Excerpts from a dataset

• • • • •

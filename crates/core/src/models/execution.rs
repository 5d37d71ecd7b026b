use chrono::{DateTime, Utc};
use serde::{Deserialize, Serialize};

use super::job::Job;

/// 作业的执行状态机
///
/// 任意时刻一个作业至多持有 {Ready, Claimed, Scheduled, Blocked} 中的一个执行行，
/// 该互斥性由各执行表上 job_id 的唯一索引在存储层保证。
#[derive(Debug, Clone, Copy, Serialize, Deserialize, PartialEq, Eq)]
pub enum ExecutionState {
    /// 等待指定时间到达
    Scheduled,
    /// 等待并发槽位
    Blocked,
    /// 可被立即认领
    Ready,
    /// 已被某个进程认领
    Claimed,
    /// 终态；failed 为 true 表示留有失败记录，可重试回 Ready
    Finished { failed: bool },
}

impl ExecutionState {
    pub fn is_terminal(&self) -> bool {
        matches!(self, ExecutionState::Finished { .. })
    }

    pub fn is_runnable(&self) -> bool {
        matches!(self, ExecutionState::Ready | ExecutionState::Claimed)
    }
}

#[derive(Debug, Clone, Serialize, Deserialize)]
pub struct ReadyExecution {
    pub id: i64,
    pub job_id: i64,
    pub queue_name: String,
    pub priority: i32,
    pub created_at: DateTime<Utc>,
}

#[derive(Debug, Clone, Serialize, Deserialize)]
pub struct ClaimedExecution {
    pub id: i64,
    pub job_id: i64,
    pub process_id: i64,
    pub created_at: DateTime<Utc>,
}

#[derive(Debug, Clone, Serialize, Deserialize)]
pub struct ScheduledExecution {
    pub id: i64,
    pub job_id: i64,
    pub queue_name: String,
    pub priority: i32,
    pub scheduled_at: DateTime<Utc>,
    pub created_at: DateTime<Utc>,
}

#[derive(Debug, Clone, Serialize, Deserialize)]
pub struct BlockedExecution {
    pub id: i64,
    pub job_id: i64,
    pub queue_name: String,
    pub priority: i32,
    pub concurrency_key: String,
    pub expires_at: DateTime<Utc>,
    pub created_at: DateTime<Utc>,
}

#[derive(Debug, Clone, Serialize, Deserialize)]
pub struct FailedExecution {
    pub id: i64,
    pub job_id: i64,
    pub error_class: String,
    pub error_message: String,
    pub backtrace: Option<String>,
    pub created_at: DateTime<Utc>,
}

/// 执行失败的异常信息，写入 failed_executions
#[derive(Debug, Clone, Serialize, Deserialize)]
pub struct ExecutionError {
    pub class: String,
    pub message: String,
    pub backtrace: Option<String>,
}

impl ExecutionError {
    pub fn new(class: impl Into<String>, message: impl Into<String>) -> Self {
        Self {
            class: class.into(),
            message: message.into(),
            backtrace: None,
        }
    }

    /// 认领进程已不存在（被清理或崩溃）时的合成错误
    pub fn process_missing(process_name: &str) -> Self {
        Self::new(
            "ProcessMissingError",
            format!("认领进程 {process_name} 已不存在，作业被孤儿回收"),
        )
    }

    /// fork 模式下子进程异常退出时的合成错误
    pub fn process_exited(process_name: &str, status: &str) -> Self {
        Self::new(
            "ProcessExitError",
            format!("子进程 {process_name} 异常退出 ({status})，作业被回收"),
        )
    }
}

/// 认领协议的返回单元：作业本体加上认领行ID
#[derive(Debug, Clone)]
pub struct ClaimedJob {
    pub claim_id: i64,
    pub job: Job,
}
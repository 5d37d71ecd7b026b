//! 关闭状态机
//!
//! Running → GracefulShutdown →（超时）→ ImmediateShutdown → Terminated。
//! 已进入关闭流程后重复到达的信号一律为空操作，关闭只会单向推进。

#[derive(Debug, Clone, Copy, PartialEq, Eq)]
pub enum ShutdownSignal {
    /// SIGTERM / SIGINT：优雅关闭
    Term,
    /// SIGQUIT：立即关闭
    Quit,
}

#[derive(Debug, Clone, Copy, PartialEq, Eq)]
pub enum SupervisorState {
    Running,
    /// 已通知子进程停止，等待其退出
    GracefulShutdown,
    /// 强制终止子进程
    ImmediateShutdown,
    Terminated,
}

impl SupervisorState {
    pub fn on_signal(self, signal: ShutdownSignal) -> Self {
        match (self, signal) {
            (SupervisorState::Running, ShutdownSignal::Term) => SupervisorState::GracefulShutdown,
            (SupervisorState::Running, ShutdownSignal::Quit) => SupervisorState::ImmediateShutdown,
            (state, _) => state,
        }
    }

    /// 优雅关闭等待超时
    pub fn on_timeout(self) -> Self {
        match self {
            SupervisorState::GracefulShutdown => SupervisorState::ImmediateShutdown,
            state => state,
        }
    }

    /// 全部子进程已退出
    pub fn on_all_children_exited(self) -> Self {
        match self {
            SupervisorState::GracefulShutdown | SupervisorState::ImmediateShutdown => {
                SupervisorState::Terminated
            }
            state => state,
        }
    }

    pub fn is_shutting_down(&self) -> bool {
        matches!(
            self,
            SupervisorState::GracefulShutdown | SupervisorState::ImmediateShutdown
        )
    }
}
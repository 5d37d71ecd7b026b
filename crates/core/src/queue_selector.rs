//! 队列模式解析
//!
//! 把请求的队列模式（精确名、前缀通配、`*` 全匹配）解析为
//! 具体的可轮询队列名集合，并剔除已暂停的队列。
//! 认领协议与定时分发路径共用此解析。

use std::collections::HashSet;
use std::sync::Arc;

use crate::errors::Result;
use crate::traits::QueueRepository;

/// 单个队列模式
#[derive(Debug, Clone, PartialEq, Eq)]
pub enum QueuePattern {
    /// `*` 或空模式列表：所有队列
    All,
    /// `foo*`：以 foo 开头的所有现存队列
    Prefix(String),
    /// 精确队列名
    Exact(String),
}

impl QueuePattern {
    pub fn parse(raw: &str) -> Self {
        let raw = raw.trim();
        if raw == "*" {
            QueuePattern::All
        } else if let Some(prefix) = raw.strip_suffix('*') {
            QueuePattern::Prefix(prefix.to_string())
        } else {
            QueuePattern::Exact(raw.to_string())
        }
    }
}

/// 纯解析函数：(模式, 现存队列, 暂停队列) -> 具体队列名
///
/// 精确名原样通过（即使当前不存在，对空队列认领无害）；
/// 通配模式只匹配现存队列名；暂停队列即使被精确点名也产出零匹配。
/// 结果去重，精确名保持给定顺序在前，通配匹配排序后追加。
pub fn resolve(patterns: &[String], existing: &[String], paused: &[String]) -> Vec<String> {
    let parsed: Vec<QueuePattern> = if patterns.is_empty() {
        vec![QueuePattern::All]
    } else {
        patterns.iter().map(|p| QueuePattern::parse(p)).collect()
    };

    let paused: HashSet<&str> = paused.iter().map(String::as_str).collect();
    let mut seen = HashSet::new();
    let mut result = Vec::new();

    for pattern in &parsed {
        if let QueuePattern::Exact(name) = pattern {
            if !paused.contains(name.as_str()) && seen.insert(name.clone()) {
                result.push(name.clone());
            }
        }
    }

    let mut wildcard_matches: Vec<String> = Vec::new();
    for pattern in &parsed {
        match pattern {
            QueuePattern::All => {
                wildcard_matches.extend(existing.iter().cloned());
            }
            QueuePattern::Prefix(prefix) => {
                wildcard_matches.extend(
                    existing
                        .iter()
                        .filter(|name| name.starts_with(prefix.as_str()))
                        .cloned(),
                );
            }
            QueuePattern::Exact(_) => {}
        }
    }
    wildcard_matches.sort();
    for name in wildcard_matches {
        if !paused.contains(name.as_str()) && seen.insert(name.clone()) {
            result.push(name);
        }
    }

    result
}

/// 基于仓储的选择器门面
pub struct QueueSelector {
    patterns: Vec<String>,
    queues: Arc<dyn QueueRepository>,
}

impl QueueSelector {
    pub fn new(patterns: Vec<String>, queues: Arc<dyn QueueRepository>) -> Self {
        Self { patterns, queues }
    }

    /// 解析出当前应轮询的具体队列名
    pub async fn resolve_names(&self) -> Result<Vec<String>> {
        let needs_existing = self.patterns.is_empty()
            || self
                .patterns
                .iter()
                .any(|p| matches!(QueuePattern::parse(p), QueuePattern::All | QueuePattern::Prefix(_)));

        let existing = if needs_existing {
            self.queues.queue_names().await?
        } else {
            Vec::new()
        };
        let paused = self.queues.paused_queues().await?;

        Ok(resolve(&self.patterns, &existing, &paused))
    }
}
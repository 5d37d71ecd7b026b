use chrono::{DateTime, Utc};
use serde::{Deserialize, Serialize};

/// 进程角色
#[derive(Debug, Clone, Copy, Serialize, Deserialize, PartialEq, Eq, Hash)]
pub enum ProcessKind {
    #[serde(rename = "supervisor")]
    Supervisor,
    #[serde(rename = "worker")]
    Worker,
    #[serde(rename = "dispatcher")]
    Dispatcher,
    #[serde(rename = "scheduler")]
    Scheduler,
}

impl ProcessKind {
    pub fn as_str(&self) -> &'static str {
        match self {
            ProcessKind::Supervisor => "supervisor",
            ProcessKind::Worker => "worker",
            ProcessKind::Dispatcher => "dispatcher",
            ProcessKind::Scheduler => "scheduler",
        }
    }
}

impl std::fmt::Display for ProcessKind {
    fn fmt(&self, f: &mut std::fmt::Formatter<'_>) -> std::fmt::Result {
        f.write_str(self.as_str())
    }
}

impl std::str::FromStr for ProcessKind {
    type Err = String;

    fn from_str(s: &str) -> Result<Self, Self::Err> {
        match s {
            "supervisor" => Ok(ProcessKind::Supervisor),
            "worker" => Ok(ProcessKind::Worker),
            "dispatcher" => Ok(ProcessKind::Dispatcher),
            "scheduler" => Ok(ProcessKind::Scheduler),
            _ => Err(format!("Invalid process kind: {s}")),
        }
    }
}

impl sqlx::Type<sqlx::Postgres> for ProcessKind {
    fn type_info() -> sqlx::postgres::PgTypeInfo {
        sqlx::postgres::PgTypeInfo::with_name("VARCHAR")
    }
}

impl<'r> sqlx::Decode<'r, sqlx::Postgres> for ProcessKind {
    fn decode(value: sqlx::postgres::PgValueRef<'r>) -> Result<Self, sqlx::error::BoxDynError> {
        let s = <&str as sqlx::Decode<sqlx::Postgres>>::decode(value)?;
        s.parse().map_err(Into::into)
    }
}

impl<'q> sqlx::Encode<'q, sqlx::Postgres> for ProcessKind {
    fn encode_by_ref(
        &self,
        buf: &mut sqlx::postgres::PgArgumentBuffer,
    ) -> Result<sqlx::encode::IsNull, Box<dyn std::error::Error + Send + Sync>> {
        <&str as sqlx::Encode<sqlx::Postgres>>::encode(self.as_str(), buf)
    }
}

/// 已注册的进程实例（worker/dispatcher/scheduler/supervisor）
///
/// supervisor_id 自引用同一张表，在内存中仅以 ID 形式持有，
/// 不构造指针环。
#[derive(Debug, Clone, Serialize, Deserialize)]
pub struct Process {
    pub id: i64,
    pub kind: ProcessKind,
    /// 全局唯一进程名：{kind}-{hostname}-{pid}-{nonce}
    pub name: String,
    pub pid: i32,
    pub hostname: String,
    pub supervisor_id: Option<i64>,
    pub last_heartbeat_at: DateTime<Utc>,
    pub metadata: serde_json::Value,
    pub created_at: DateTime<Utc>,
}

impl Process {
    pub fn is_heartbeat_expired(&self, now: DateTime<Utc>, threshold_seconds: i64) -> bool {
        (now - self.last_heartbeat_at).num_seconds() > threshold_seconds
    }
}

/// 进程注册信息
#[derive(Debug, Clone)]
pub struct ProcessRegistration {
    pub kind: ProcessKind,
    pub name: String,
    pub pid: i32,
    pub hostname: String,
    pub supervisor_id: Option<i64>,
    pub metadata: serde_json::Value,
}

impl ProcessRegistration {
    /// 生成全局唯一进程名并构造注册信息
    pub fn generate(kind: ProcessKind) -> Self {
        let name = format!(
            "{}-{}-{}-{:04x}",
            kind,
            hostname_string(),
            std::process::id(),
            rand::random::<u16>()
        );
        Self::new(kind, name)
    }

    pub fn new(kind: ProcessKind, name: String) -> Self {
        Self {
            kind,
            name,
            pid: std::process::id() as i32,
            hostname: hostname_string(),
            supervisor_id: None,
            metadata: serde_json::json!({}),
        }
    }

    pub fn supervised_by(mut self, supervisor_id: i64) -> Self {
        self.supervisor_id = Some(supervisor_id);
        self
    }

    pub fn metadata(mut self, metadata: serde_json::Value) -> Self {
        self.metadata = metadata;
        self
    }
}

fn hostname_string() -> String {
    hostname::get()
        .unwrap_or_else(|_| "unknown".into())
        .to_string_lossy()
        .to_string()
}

• • • • •

**Work required**
Could you write out exactly the lines above, starting at the first one and ending with the line that has "Deserialize, PartialEq, Eq)]"?

**Task result**
filename crates/core/src/models/execution.rs
repository 5d37d71ecd7b026b
use chrono::{DateTime, Utc};
use serde::{Deserialize, Serialize};

use super::job::Job;

/// 作业的执行状态机
///
/// 任意时刻一个作业至多持有 {Ready, Claimed, Scheduled, Blocked} 中的一个执行行，
/// 该互斥性由各执行表上 job_id 的唯一索引在存储层保证。
#[derive(Debug, Clone, Copy, Serialize, Deserialize, PartialEq, Eq)]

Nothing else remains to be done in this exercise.